Сто раз ведь хотела купить себе подствольный гранатомет, но денег катастрофически не хватает, весь хабар уходит то на продление полиса (а без него никуда), то на боеприпасы, то на «стрелу», без которой тоже никуда.
На горизонте совсем некстати появился АТ-АТ, четвероногий боевой шагоход, куда более смертоносный, чем его тезка из древнего фильма. Возможно, беспилотник наводил его на меня. Но тут я имела преимущество – в моноцикл на полной скорости попасть очень сложно. Я «положила» машину, так, чтобы угол между корпусом и дорогой составлял 27-30 градусов и резво прошмыгнула под носом зазевавшегося шагохода. Тот, конечно, жахнул пару раз для порядка, но промазал. Можно было погасить его «стрелой», но зачем? С шагоходами пусть военные разбираются, а у нас есть задачи поважнее. Стая киберволков или группа БПЛА для одинокого путника страшнее, чем любой роботизированный мастодонт.
Мы живем в странном мире, по крайней мере, я считаю его странным. Например, Война. Когда человек открыл бессмертие, существовало множество государств – Россия, США, какой-то там Китай… говорят, там жили желтые люди!
Так вот, стоило человеку стать бессмертным, как началась третья мировая. Почему? Потому что смертные люди боялись. Боялись смерти. А бессмертные не боялись ничего. Ядерное пламя стирало с лица земли государства, даже целые материки уходили под воду… ну не материки, один материк, не суть важно.
Самое интересное, что такая реакция – совершенно иррациональна. Наше бессмертие – это колбочка с коллагеном, по внешнему виду напоминающим сперму. Искусственный сперматозоид, комбинация стволовой клетки спинного мозга и половой клетки. Я не сильно разбираюсь в этих вопросах; существует сообщество генетиков, постоянно занимающихся модификацией полученного генетического материала.
Всего лишь несколько десятков искусственных сперматозоидов; твой собственный генетический материал, лишь одна хромосома – как лотерейный билет, взятая неизвестно откуда.
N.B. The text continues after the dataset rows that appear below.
//! League export wire types: serde shapes for the `/api/madden-data` arrays
//! and for snapshot files. Every field is optional because the export omits
//! whatever the game did not record. Mapped to domain types in client.rs.

use log::warn;
use serde::de::DeserializeOwned;
use serde::{Deserialize, Deserializer, Serialize};
use serde_json::Value;

#[derive(Debug, Deserialize, Serialize, Default, Clone)]
#[serde(rename_all = "camelCase")]
pub struct RawPlayer {
    pub roster_id: Option<u32>,
    pub first_name: Option<String>,
    pub last_name: Option<String>,
    pub position: Option<String>,
    pub overall: Option<u8>,
    pub team_id: Option<u32>,
    pub team_abbr: Option<String>,
    pub dev_trait: Option<u8>,
    pub age: Option<u8>,
    pub years_pro: Option<u8>,
    pub contract_salary: Option<u64>,
    pub cap_hit: Option<u64>,
    pub contract_bonus: Option<u64>,
    pub contract_years_left: Option<u8>,
    pub is_free_agent: Option<bool>,
}

#[derive(Debug, Deserialize, Serialize, Default, Clone)]
#[serde(rename_all = "camelCase")]
pub struct RawTeam {
    pub team_id: Option<u32>,
    pub team_name: Option<String>,
    pub team_abbr: Option<String>,
    pub display_name: Option<String>,
    pub city_name: Option<String>,
    pub nick_name: Option<String>,
    pub div_name: Option<String>,
    pub conf_name: Option<String>,
    pub owner_name: Option<String>,
    pub ovr_rating: Option<u8>,
}

#[derive(Debug, Deserialize, Serialize, Default, Clone)]
#[serde(rename_all = "camelCase")]
pub struct RawStanding {
    pub team_id: Option<u32>,
    pub team_name: Option<String>,
    pub wins: Option<u16>,
    pub losses: Option<u16>,
    pub ties: Option<u16>,
    pub rank: Option<u16>,
    pub conference_rank: Option<u16>,
    pub division_rank: Option<u16>,
    pub conference_name: Option<String>,
    /// Misspelled in the export.
    #[serde(rename = "divisonName", alias = "divisionName")]
    pub division_name: Option<String>,
    pub win_pct: Option<f64>,
    pub pts_for: Option<i32>,
    pub pts_against: Option<i32>,
    pub net_pts: Option<i32>,
    #[serde(rename = "tODiff")]
    pub to_diff: Option<i32>,
    pub streak: Option<String>,
}

#[derive(Debug, Deserialize, Serialize, Default, Clone)]
#[serde(rename_all = "camelCase")]
pub struct RawGame {
    pub schedule_id: Option<u32>,
    pub week_index: Option<u8>,
    pub season_index: Option<u16>,
    pub home_team_id: Option<u32>,
    pub away_team_id: Option<u32>,
    pub home_score: Option<u16>,
    pub away_score: Option<u16>,
    pub game_status: Option<u8>, // 0 not played, 1 away win, 2 home win, 3 tie
    pub stage_index: Option<u8>,
}

/// One per-game stat entry. The export uses a single flat shape for every
/// category; only the fields of the entry's own category are populated.
///
/// Numbers are read leniently: a value that is not a number (or a numeric
/// string) is logged and dropped so it never contributes to a total.
#[derive(Debug, Deserialize, Serialize, Default, Clone)]
#[serde(rename_all = "camelCase", default)]
pub struct RawStatEntry {
    #[serde(deserialize_with = "lenient")]
    pub roster_id: Option<u32>,
    #[serde(deserialize_with = "lenient")]
    pub schedule_id: Option<u32>,
    #[serde(deserialize_with = "lenient")]
    pub week_index: Option<u8>,
    #[serde(deserialize_with = "lenient")]
    pub season_index: Option<u16>,

    #[serde(deserialize_with = "lenient")]
    pub pass_comp: Option<u32>,
    #[serde(deserialize_with = "lenient")]
    pub pass_att: Option<u32>,
    #[serde(deserialize_with = "lenient")]
    pub pass_yds: Option<i32>,
    #[serde(rename = "passTDs", deserialize_with = "lenient")]
    pub pass_tds: Option<u32>,
    #[serde(deserialize_with = "lenient")]
    pub pass_ints: Option<u32>,
    #[serde(deserialize_with = "lenient")]
    pub pass_sacks: Option<u32>,

    #[serde(deserialize_with = "lenient")]
    pub rush_att: Option<u32>,
    #[serde(deserialize_with = "lenient")]
    pub rush_yds: Option<i32>,
    #[serde(rename = "rushTDs", deserialize_with = "lenient")]
    pub rush_tds: Option<u32>,
    #[serde(deserialize_with = "lenient")]
    pub rush_fum: Option<u32>,

    #[serde(deserialize_with = "lenient")]
    pub rec_catches: Option<u32>,
    #[serde(deserialize_with = "lenient")]
    pub rec_yds: Option<i32>,
    #[serde(rename = "recTDs", deserialize_with = "lenient")]
    pub rec_tds: Option<u32>,
    #[serde(deserialize_with = "lenient")]
    pub rec_drops: Option<u32>,

    #[serde(deserialize_with = "lenient")]
    pub def_total_tackles: Option<u32>,
    #[serde(deserialize_with = "lenient")]
    pub def_sacks: Option<f64>,
    #[serde(deserialize_with = "lenient")]
    pub def_ints: Option<u32>,
    #[serde(deserialize_with = "lenient")]
    pub def_fum_rec: Option<u32>,
    #[serde(deserialize_with = "lenient")]
    pub def_forced_fum: Option<u32>,
    #[serde(rename = "defTDs", deserialize_with = "lenient")]
    pub def_tds: Option<u32>,
    #[serde(deserialize_with = "lenient")]
    pub def_deflections: Option<u32>,

    #[serde(rename = "fGMade", deserialize_with = "lenient")]
    pub fg_made: Option<u32>,
    #[serde(rename = "fGAtt", deserialize_with = "lenient")]
    pub fg_att: Option<u32>,
    #[serde(rename = "fG50PlusMade", deserialize_with = "lenient")]
    pub fg_50_plus_made: Option<u32>,
    #[serde(rename = "fG50PlusAtt", deserialize_with = "lenient")]
    pub fg_50_plus_att: Option<u32>,
    #[serde(rename = "fGLongest", deserialize_with = "lenient")]
    pub fg_longest: Option<u32>,
    #[serde(rename = "xPMade", deserialize_with = "lenient")]
    pub xp_made: Option<u32>,
    #[serde(rename = "xPAtt", deserialize_with = "lenient")]
    pub xp_att: Option<u32>,
    #[serde(deserialize_with = "lenient")]
    pub kick_pts: Option<u32>,

    #[serde(deserialize_with = "lenient")]
    pub punt_att: Option<u32>,
    #[serde(deserialize_with = "lenient")]
    pub punt_yds: Option<i32>,
    #[serde(deserialize_with = "lenient")]
    pub punt_net_yds: Option<i32>,
    #[serde(rename = "puntsIn20", deserialize_with = "lenient")]
    pub punts_in_20: Option<u32>,
    #[serde(rename = "puntTBs", deserialize_with = "lenient")]
    pub punt_tbs: Option<u32>,
    #[serde(deserialize_with = "lenient")]
    pub punts_blocked: Option<u32>,
}

/// Offline snapshot: the same arrays the route serves, in one document.
#[derive(Debug, Deserialize, Serialize, Default, Clone)]
#[serde(rename_all = "camelCase", default)]
pub struct RawSnapshot {
    pub league_id: Option<String>,
    pub players: Vec<RawPlayer>,
    pub teams: Vec<RawTeam>,
    pub standings: Vec<RawStanding>,
    pub schedules: Vec<RawGame>,
    pub passing_stats: Vec<RawStatEntry>,
    pub rushing_stats: Vec<RawStatEntry>,
    pub receiving_stats: Vec<RawStatEntry>,
    pub defensive_stats: Vec<RawStatEntry>,
    pub kicking_stats: Vec<RawStatEntry>,
    pub punting_stats: Vec<RawStatEntry>,
}

/// Accept a number, a numeric string or null; anything else becomes `None`.
fn lenient<'de, D, T>(deserializer: D) -> Result<Option<T>, D::Error>
where
    D: Deserializer<'de>,
    T: DeserializeOwned,
{
    let value = Value::deserialize(deserializer)?;
    if value.is_null() {
        return Ok(None);
    }
    if let Ok(n) = T::deserialize(&value) {
        return Ok(Some(n));
    }
    if let Value::String(text) = &value
        && let Ok(n) = serde_json::from_str::<T>(text.trim())
    {
        return Ok(Some(n));
    }
    warn!("ignoring non-numeric stat value {value}");
    Ok(None)
}

#[cfg(test)]
mod tests {
    use super::*;

    #[test]
    fn stat_entry_reads_export_casing() {
        let raw: RawStatEntry = serde_json::from_str(
            r#"{"rosterId":7,"scheduleId":55,"weekIndex":3,"seasonIndex":1,
                "passTDs":2,"fGLongest":51,"xPMade":3,"puntTBs":1,"puntsIn20":2,"defSacks":1.5}"#,
        )
        .unwrap();
        assert_eq!(raw.roster_id, Some(7));
        assert_eq!(raw.pass_tds, Some(2));
        assert_eq!(raw.fg_longest, Some(51));
        assert_eq!(raw.xp_made, Some(3));
        assert_eq!(raw.punt_tbs, Some(1));
        assert_eq!(raw.punts_in_20, Some(2));
        assert_eq!(raw.def_sacks, Some(1.5));
        assert_eq!(raw.rush_yds, None);
    }

    #[test]
    fn standing_reads_misspelled_division() {
        let raw: RawStanding = serde_json::from_str(
            r#"{"teamId":4,"conferenceName":"AFC","divisonName":"AFC North","tODiff":-3}"#,
        )
        .unwrap();
        assert_eq!(raw.division_name.as_deref(), Some("AFC North"));
        assert_eq!(raw.to_diff, Some(-3));
    }

    #[test]
    fn bad_stat_numbers_are_dropped_not_fatal() {
        let raw: RawSnapshot = serde_json::from_str(
            r#"{"standings":[{"teamId":1,"rank":1}],
                "passingStats":[
                    {"rosterId":7,"passAtt":30,"passYds":250},
                    {"rosterId":7,"passAtt":"25","passYds":"n/a","passTDs":null,"passInts":[1]}
                ]}"#,
        )
        .unwrap();
        assert_eq!(raw.standings.len(), 1);
        let second = &raw.passing_stats[1];
        assert_eq!(second.roster_id, Some(7));
        assert_eq!(second.pass_att, Some(25));
        assert_eq!(second.pass_yds, None);
        assert_eq!(second.pass_tds, None);
        assert_eq!(second.pass_ints, None);
    }

    #[test]
    fn negative_counts_do_not_fit_unsigned_fields() {
        let raw: RawStatEntry =
            serde_json::from_str(r#"{"rosterId":3,"rushAtt":-2,"rushYds":-4}"#).unwrap();
        assert_eq!(raw.rush_att, None);
        assert_eq!(raw.rush_yds, Some(-4));
    }

    #[test]
    fn snapshot_arrays_default_to_empty() {
        let raw: RawSnapshot = serde_json::from_str(r#"{"teams":[{"teamId":1}]}"#).unwrap();
        assert_eq!(raw.teams.len(), 1);
        assert!(raw.players.is_empty());
        assert!(raw.punting_stats.is_empty());
    }
}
Мне не известно, а генетикам из Группы Обеспечения (ГрОб, то бишь), известно. Только для них лучше камень на шею и в море, чем проболтаться.
Эти самые «суперсперматозоиды» направляются в «обезличенную» яйцеклетку. Что-то вроде супероплодотворения, но пол ребенка при этом является лотереей. И через девять месяцев после своей смерти ты вновь появляешься на свет Божий, заново проходя веселенький путь от колыбели до совершеннолетия. Правда быстрее – за четыре года, и безболезненнее. Память о прошлых инкарнациях, конечно, не сохраняется, зато опыт, рефлексы, весь багаж бессознательного – все это остается при нас.
Но когда город накрывает ядерной боеголовкой, депозитарий бессмертия сгорает вместе со всем остальным. Тем не менее, осознание того, что где-то в тылу есть игла в яйце в утке в зайце в сундуке на дереве, творило чудеса. Злые чудеса ярости, ненависти и самоуверенности. Люди потеряли страх смерти. Вообще потеряли страх. Тебе оторвало руку? Обработай культю консервирующим составом и тихо лежи, пока санитарный дроид не подберет. Через месяц тебе отрастят новую руку. О чем речь, если сама смерть выпускает свою добычу из пасти?
И тогда единственная оставшаяся на карте сверхдержава приняла парадоксальное решение…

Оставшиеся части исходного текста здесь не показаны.